[Data extract — start]
// Render pass and framebuffers
//
// One multisampled subpass: color + depth attachments rendered at the
// configured sample count, resolved into the presentable image.

use anyhow::{bail, Context, Result};
use ash::vk;

use super::VulkanDevice;

pub const DEPTH_FORMAT: vk::Format = vk::Format::D32_SFLOAT;

/// Highest supported sample count not above `requested`.
/// The pass always resolves, so at least two samples are used.
pub fn choose_sample_count(device: &VulkanDevice, requested: u32) -> Result<vk::SampleCountFlags> {
    let requested = requested.max(2);
    let limits = &device.properties.limits;
    let supported = limits.framebuffer_color_sample_counts & limits.framebuffer_depth_sample_counts;

    let samples = [
        (8, vk::SampleCountFlags::TYPE_8),
        (4, vk::SampleCountFlags::TYPE_4),
        (2, vk::SampleCountFlags::TYPE_2),
    ]
    .into_iter()
    .find(|&(count, flag)| count <= requested && supported.contains(flag))
    .map(|(_, flag)| flag);

    match samples {
        Some(samples) => {
            if samples.as_raw() != requested {
                log::warn!("MSAA x{} not supported, using {:?}", requested, samples);
            }
            Ok(samples)
        }
        None => bail!("GPU supports no multisampled framebuffers (requested x{})", requested),
    }
}

/// Create the frame's render pass: MSAA color, MSAA depth, resolve to swapchain
pub fn create_render_pass(
    device: &VulkanDevice,
    format: vk::Format,
    samples: vk::SampleCountFlags,
) -> Result<vk::RenderPass> {
    // Multisampled color, only its resolve survives the pass
    let color_attachment = vk::AttachmentDescription::builder()
        .format(format)
        .samples(samples)
        .load_op(vk::AttachmentLoadOp::CLEAR)
        .store_op(vk::AttachmentStoreOp::DONT_CARE)
        .stencil_load_op(vk::AttachmentLoadOp::DONT_CARE)
        .stencil_store_op(vk::AttachmentStoreOp::DONT_CARE)
        .initial_layout(vk::ImageLayout::UNDEFINED)
        .final_layout(vk::ImageLayout::COLOR_ATTACHMENT_OPTIMAL)
        .build();

    // Depth attachment
    let depth_attachment = vk::AttachmentDescription::builder()
        .format(DEPTH_FORMAT)
        .samples(samples)
        .load_op(vk::AttachmentLoadOp::CLEAR)
        .store_op(vk::AttachmentStoreOp::DONT_CARE)
        .stencil_load_op(vk::AttachmentLoadOp::DONT_CARE)
        .stencil_store_op(vk::AttachmentStoreOp::DONT_CARE)
        .initial_layout(vk::ImageLayout::UNDEFINED)
        .final_layout(vk::ImageLayout::DEPTH_STENCIL_ATTACHMENT_OPTIMAL)
        .build();

    // Resolve target (the swapchain image)
    let resolve_attachment = vk::AttachmentDescription::builder()
        .format(format)
        .samples(vk::SampleCountFlags::TYPE_1)
        .load_op(vk::AttachmentLoadOp::DONT_CARE)
        .store_op(vk::AttachmentStoreOp::STORE)
        .stencil_load_op(vk::AttachmentLoadOp::DONT_CARE)
        .stencil_store_op(vk::AttachmentStoreOp::DONT_CARE)
        .initial_layout(vk::ImageLayout::UNDEFINED)
        .final_layout(vk::ImageLayout::PRESENT_SRC_KHR)
        .build();

    let color_attachment_ref = vk::AttachmentReference::builder()
        .attachment(0)
        .layout(vk::ImageLayout::COLOR_ATTACHMENT_OPTIMAL)
        .build();
    let depth_attachment_ref = vk::AttachmentReference::builder()
        .attachment(1)
        .layout(vk::ImageLayout::DEPTH_STENCIL_ATTACHMENT_OPTIMAL)
        .build();
    let resolve_attachment_ref = vk::AttachmentReference::builder()
        .attachment(2)
        .layout(vk::ImageLayout::COLOR_ATTACHMENT_OPTIMAL)
        .build();

    let color_attachments = &[color_attachment_ref];
    let resolve_attachments = &[resolve_attachment_ref];
    let subpass = vk::SubpassDescription::builder()
        .pipeline_bind_point(vk::PipelineBindPoint::GRAPHICS)
        .color_attachments(color_attachments)
        .resolve_attachments(resolve_attachments)
        .depth_stencil_attachment(&depth_attachment_ref)
        .build();

    // Attachments may be shared by consecutive frames, order their writes
    let dependency = vk::SubpassDependency::builder()
        .src_subpass(vk::SUBPASS_EXTERNAL)
        .dst_subpass(0)
        .src_stage_mask(
            vk::PipelineStageFlags::COLOR_ATTACHMENT_OUTPUT
                | vk::PipelineStageFlags::LATE_FRAGMENT_TESTS,
        )
        .src_access_mask(
            vk::AccessFlags::COLOR_ATTACHMENT_WRITE
                | vk::AccessFlags::DEPTH_STENCIL_ATTACHMENT_WRITE,
        )
        .dst_stage_mask(
            vk::PipelineStageFlags::COLOR_ATTACHMENT_OUTPUT
                | vk::PipelineStageFlags::EARLY_FRAGMENT_TESTS,
        )
        .dst_access_mask(
            vk::AccessFlags::COLOR_ATTACHMENT_WRITE
                | vk::AccessFlags::DEPTH_STENCIL_ATTACHMENT_WRITE,
        )
        .build();

    let attachments = &[color_attachment, depth_attachment, resolve_attachment];
    let subpasses = &[subpass];
    let dependencies = &[dependency];

    let render_pass_info = vk::RenderPassCreateInfo::builder()
        .attachments(attachments)
        .subpasses(subpasses)
        .dependencies(dependencies);

    let render_pass = unsafe { device.device.create_render_pass(&render_pass_info, None) }
        .context("Failed to create render pass")?;
    device.set_object_name(render_pass, "frame render pass");
    Ok(render_pass)
}

/// One framebuffer per presentable image.
///
/// The swapchain may hold more images than attachments were built for, in
/// which case image `i` renders through attachment `i % len`.
pub fn create_framebuffers(
    device: &VulkanDevice,
    render_pass: vk::RenderPass,
    image_views: &[vk::ImageView],
    color: &[vk::ImageView],
    depth: &[vk::ImageView],
    extent: vk::Extent2D,
) -> Result<Vec<vk::Framebuffer>> {
    if color.is_empty() || depth.len() != color.len() {
        bail!(
            "Surface set needs matching color and depth attachments ({} color, {} depth)",
            color.len(),
            depth.len()
        );
    }

    let mut framebuffers = Vec::with_capacity(image_views.len());
    for (i, &image_view) in image_views.iter().enumerate() {
        let attachments = &[color[i % color.len()], depth[i % depth.len()], image_view];
        let framebuffer_info = vk::FramebufferCreateInfo::builder()
            .render_pass(render_pass)
            .attachments(attachments)
            .width(extent.width)
            .height(extent.height)
            .layers(1);

        match unsafe { device.device.create_framebuffer(&framebuffer_info, None) } {
            Ok(framebuffer) => framebuffers.push(framebuffer),
            Err(e) => {
                for framebuffer in framebuffers {
                    unsafe { device.device.destroy_framebuffer(framebuffer, None) };
                }
                return Err(e).context("Failed to create framebuffer");
            }
        }
    }
    Ok(framebuffers)
}
// Frame protocol tests
//
// Drive the renderer over the simulated GPU and check the protocol through
// the event log it records: slot rotation, back-pressure ordering, deferred
// release timing, upload command shape and surface recreation.

use anyhow::Result;
use glam::UVec2;

use frame_pipeline::backend::simulated::{GpuEvent, Queue, ReleaseKind, SimulatedGpu};
use frame_pipeline::backend::{AcquireOutcome, BufferUsage, Gpu, PresentOutcome};
use frame_pipeline::upload::{ImageLayout, TransferOp};
use frame_pipeline::{
    FrameParticipant, FrameSettings, Renderer, ResourceKind, Retired, SamplerConfig, Texture,
    TextureDesc, TextureFormat,
};

// =============================================================================
// HELPERS
// =============================================================================

fn init_logging() {
    let _ = env_logger::Builder::new()
        .filter_level(log::LevelFilter::Debug)
        .is_test(true)
        .try_init();
}

fn settings(depth: usize, staging: u64) -> FrameSettings {
    FrameSettings {
        presentation_depth: depth,
        staging_buffer_size: staging,
        ..FrameSettings::default()
    }
}

/// Renderer plus a handle onto the same simulated GPU for inspection
fn renderer_with(gpu: SimulatedGpu, depth: usize) -> (Renderer<SimulatedGpu>, SimulatedGpu) {
    init_logging();
    let renderer = Renderer::new(gpu.clone(), settings(depth, 64 * 1024)).unwrap();
    (renderer, gpu)
}

/// Participant running a closure as its update hook and recording nothing
struct Hook<F>(F);

fn hook<F>(f: F) -> Hook<F>
where
    F: FnMut(&mut Renderer<SimulatedGpu>) -> Result<()>,
{
    Hook(f)
}

impl<F> FrameParticipant<SimulatedGpu> for Hook<F>
where
    F: FnMut(&mut Renderer<SimulatedGpu>) -> Result<()>,
{
    fn update(&mut self, renderer: &mut Renderer<SimulatedGpu>) -> Result<()> {
        (self.0)(renderer)
    }

    fn render(
        &mut self,
        _renderer: &Renderer<SimulatedGpu>,
        _commands: <SimulatedGpu as Gpu>::CommandList,
    ) -> Result<()> {
        Ok(())
    }
}

/// Participant whose render hook always fails
struct FailingRender;

impl FrameParticipant<SimulatedGpu> for FailingRender {
    fn render(
        &mut self,
        _renderer: &Renderer<SimulatedGpu>,
        _commands: <SimulatedGpu as Gpu>::CommandList,
    ) -> Result<()> {
        anyhow::bail!("render hook failed")
    }
}

fn checkerboard(desc: &TextureDesc) -> Vec<u8> {
    vec![0x7f; desc.byte_size() as usize]
}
[Data extract — finish]
Track down all lines above with the string "AttachmentDescription" and copy them.

    let color_attachment = vk::AttachmentDescription::builder()
    let depth_attachment = vk::AttachmentDescription::builder()
    let resolve_attachment = vk::AttachmentDescription::builder()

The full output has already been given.